=== EXERCISE INPUTS ===

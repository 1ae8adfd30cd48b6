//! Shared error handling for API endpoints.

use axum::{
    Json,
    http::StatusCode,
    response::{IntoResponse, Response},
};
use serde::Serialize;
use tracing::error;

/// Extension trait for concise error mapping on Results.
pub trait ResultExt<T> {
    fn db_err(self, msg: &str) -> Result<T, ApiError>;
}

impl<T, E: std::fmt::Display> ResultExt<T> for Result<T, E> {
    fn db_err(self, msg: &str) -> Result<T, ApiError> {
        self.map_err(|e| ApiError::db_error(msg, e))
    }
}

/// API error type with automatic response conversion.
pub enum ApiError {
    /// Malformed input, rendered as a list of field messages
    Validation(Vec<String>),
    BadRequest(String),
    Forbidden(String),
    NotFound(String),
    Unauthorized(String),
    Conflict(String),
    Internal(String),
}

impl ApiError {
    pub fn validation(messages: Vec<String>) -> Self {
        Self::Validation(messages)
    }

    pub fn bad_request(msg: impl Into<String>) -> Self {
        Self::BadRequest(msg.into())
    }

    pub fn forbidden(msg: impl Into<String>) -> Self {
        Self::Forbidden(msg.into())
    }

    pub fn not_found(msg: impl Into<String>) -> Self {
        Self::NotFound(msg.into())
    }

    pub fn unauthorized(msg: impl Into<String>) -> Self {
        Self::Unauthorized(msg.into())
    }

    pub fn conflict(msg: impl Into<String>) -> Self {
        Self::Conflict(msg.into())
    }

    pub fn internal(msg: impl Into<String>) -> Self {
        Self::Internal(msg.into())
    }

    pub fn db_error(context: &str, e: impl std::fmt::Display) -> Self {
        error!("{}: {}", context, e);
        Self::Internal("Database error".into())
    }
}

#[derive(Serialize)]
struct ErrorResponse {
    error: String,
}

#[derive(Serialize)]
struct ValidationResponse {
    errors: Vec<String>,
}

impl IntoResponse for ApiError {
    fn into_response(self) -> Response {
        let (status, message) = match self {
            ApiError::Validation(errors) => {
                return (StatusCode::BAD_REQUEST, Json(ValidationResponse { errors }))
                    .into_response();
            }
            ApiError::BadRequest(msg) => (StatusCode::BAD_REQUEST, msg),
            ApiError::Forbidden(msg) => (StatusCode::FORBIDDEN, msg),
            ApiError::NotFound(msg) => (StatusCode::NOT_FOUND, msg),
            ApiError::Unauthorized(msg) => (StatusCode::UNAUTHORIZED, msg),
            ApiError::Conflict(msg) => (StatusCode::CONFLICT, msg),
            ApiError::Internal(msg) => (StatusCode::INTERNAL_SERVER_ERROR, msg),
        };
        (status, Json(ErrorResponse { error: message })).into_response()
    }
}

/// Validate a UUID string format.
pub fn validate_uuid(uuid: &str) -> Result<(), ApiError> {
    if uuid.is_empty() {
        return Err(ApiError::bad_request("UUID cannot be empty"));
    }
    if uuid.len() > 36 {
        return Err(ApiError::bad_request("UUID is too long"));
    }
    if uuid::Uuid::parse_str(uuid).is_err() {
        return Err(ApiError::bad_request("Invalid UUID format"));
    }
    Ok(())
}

===
=== EXERCISE INPUTS ===

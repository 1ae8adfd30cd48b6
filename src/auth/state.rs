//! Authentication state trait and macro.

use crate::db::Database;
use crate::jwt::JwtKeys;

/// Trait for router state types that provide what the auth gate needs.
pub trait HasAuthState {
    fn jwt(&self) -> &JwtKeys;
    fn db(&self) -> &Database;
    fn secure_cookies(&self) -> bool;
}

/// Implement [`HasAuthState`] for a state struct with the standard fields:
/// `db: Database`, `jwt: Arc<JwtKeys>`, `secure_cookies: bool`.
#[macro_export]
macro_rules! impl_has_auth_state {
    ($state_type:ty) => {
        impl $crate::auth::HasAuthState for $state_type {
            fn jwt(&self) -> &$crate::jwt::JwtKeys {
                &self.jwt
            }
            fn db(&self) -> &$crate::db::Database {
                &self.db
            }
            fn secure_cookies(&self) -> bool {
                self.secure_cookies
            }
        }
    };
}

===

- YOUR ASSIGNMENT
In the entries above, which lines hold the word "NotFound"? Copy them out.

- SOLUTION FOR THIS TASK
    NotFound(String),
        Self::NotFound(msg.into())
            ApiError::NotFound(msg) => (StatusCode::NOT_FOUND, msg),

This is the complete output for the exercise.